• Available records:
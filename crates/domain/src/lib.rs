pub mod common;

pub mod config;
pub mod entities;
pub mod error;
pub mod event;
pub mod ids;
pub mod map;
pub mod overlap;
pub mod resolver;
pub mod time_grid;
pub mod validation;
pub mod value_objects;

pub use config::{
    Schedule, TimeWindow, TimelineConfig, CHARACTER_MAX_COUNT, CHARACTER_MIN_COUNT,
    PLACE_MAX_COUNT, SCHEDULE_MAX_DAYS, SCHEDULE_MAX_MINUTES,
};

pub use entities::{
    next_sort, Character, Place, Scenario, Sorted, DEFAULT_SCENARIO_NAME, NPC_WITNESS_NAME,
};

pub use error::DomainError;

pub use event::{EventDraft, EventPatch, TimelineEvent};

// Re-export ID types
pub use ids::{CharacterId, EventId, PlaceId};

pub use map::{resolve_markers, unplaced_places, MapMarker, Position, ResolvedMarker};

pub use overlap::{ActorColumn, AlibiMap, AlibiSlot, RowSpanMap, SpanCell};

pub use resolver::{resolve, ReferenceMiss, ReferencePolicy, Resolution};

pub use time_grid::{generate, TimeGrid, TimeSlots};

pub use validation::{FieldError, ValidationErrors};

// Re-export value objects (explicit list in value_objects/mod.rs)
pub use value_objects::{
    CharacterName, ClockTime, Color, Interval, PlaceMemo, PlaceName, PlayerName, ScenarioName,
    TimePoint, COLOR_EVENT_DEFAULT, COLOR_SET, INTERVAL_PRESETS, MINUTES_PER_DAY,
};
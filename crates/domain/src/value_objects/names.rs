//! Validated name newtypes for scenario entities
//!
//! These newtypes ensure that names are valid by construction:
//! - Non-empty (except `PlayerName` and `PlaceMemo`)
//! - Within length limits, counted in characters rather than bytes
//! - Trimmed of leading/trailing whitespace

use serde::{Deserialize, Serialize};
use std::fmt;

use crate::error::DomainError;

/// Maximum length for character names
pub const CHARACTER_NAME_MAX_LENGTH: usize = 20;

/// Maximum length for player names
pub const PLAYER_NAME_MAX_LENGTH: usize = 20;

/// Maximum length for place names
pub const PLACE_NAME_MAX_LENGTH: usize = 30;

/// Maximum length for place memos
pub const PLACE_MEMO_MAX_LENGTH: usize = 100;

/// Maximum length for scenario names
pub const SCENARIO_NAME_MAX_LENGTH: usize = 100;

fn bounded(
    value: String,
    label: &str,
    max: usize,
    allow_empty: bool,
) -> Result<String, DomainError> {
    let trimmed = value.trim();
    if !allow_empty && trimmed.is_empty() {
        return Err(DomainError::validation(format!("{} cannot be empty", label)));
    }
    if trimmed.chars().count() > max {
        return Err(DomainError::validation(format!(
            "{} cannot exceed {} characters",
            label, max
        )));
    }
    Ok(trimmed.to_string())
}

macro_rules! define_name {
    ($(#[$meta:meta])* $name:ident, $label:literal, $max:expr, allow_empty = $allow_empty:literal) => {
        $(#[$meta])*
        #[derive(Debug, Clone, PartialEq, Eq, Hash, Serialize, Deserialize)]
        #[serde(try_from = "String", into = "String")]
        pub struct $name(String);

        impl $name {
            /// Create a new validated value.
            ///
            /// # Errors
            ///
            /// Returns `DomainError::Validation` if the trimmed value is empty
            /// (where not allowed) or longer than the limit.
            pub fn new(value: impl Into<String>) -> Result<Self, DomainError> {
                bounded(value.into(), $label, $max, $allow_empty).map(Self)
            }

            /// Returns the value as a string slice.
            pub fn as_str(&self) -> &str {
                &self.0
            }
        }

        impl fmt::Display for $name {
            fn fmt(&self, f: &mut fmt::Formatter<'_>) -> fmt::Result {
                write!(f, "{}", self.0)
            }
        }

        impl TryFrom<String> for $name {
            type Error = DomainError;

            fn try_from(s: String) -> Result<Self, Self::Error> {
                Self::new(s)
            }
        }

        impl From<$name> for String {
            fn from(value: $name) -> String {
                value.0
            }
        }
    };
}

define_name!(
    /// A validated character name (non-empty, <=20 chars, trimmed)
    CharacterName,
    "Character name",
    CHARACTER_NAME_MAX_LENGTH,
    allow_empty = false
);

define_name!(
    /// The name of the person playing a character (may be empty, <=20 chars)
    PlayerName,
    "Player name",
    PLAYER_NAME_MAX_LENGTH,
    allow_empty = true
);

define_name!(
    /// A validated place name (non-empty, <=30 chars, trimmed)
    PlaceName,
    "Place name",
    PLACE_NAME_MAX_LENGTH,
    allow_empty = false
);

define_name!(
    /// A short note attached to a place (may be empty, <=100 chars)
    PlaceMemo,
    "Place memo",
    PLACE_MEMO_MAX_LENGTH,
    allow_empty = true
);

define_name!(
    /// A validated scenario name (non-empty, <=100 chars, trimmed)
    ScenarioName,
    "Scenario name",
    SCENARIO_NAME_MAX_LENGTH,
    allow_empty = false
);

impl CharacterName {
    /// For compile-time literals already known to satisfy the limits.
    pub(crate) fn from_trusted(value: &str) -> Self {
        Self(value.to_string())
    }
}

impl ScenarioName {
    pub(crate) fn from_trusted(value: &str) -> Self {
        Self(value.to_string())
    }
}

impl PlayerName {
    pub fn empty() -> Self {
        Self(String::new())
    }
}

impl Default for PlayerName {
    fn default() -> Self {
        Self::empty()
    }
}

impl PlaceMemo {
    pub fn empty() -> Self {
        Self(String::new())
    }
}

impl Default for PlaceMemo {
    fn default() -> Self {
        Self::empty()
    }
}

• Problem description: Set down the whole listing again. Keep every word as it is.

• Output of the task:
filename crates/domain/src/lib.rs
pub mod common;

pub mod config;
pub mod entities;
pub mod error;
pub mod event;
pub mod ids;
pub mod map;
pub mod overlap;
pub mod resolver;
pub mod time_grid;
pub mod validation;
pub mod value_objects;

pub use config::{
    Schedule, TimeWindow, TimelineConfig, CHARACTER_MAX_COUNT, CHARACTER_MIN_COUNT,
    PLACE_MAX_COUNT, SCHEDULE_MAX_DAYS, SCHEDULE_MAX_MINUTES,
};

pub use entities::{
    next_sort, Character, Place, Scenario, Sorted, DEFAULT_SCENARIO_NAME, NPC_WITNESS_NAME,
};

pub use error::DomainError;

pub use event::{EventDraft, EventPatch, TimelineEvent};

// Re-export ID types
pub use ids::{CharacterId, EventId, PlaceId};

pub use map::{resolve_markers, unplaced_places, MapMarker, Position, ResolvedMarker};

pub use overlap::{ActorColumn, AlibiMap, AlibiSlot, RowSpanMap, SpanCell};

pub use resolver::{resolve, ReferenceMiss, ReferencePolicy, Resolution};

pub use time_grid::{generate, TimeGrid, TimeSlots};

pub use validation::{FieldError, ValidationErrors};

// Re-export value objects (explicit list in value_objects/mod.rs)
pub use value_objects::{
    CharacterName, ClockTime, Color, Interval, PlaceMemo, PlaceName, PlayerName, ScenarioName,
    TimePoint, COLOR_EVENT_DEFAULT, COLOR_SET, INTERVAL_PRESETS, MINUTES_PER_DAY,
};
filename crates/domain/src/value_objects/names.rs
//! Validated name newtypes for scenario entities
//!
//! These newtypes ensure that names are valid by construction:
//! - Non-empty (except `PlayerName` and `PlaceMemo`)
//! - Within length limits, counted in characters rather than bytes
//! - Trimmed of leading/trailing whitespace

use serde::{Deserialize, Serialize};
use std::fmt;

use crate::error::DomainError;

/// Maximum length for character names
pub const CHARACTER_NAME_MAX_LENGTH: usize = 20;

/// Maximum length for player names
pub const PLAYER_NAME_MAX_LENGTH: usize = 20;

/// Maximum length for place names
pub const PLACE_NAME_MAX_LENGTH: usize = 30;

/// Maximum length for place memos
pub const PLACE_MEMO_MAX_LENGTH: usize = 100;

/// Maximum length for scenario names
pub const SCENARIO_NAME_MAX_LENGTH: usize = 100;

fn bounded(
    value: String,
    label: &str,
    max: usize,
    allow_empty: bool,
) -> Result<String, DomainError> {
    let trimmed = value.trim();
    if !allow_empty && trimmed.is_empty() {
        return Err(DomainError::validation(format!("{} cannot be empty", label)));
    }
    if trimmed.chars().count() > max {
        return Err(DomainError::validation(format!(
            "{} cannot exceed {} characters",
            label, max
        )));
    }
    Ok(trimmed.to_string())
}

macro_rules! define_name {
    ($(#[$meta:meta])* $name:ident, $label:literal, $max:expr, allow_empty = $allow_empty:literal) => {
        $(#[$meta])*
        #[derive(Debug, Clone, PartialEq, Eq, Hash, Serialize, Deserialize)]
        #[serde(try_from = "String", into = "String")]
        pub struct $name(String);

        impl $name {
            /// Create a new validated value.
            ///
            /// # Errors
            ///
            /// Returns `DomainError::Validation` if the trimmed value is empty
            /// (where not allowed) or longer than the limit.
            pub fn new(value: impl Into<String>) -> Result<Self, DomainError> {
                bounded(value.into(), $label, $max, $allow_empty).map(Self)
            }

            /// Returns the value as a string slice.
            pub fn as_str(&self) -> &str {
                &self.0
            }
        }

        impl fmt::Display for $name {
            fn fmt(&self, f: &mut fmt::Formatter<'_>) -> fmt::Result {
                write!(f, "{}", self.0)
            }
        }

        impl TryFrom<String> for $name {
            type Error = DomainError;

            fn try_from(s: String) -> Result<Self, Self::Error> {
                Self::new(s)
            }
        }

        impl From<$name> for String {
            fn from(value: $name) -> String {
                value.0
            }
        }
    };
}

define_name!(
    /// A validated character name (non-empty, <=20 chars, trimmed)
    CharacterName,
    "Character name",
    CHARACTER_NAME_MAX_LENGTH,
    allow_empty = false
);

define_name!(
    /// The name of the person playing a character (may be empty, <=20 chars)
    PlayerName,
    "Player name",
    PLAYER_NAME_MAX_LENGTH,
    allow_empty = true
);

define_name!(
    /// A validated place name (non-empty, <=30 chars, trimmed)
    PlaceName,
    "Place name",
    PLACE_NAME_MAX_LENGTH,
    allow_empty = false
);

define_name!(
    /// A short note attached to a place (may be empty, <=100 chars)
    PlaceMemo,
    "Place memo",
    PLACE_MEMO_MAX_LENGTH,
    allow_empty = true
);

define_name!(
    /// A validated scenario name (non-empty, <=100 chars, trimmed)
    ScenarioName,
    "Scenario name",
    SCENARIO_NAME_MAX_LENGTH,
    allow_empty = false
);

impl CharacterName {
    /// For compile-time literals already known to satisfy the limits.
    pub(crate) fn from_trusted(value: &str) -> Self {
        Self(value.to_string())
    }
}

impl ScenarioName {
    pub(crate) fn from_trusted(value: &str) -> Self {
        Self(value.to_string())
    }
}

impl PlayerName {
    pub fn empty() -> Self {
        Self(String::new())
    }
}

impl Default for PlayerName {
    fn default() -> Self {
        Self::empty()
    }
}

impl PlaceMemo {
    pub fn empty() -> Self {
        Self(String::new())
    }
}

impl Default for PlaceMemo {
    fn default() -> Self {
        Self::empty()
    }
}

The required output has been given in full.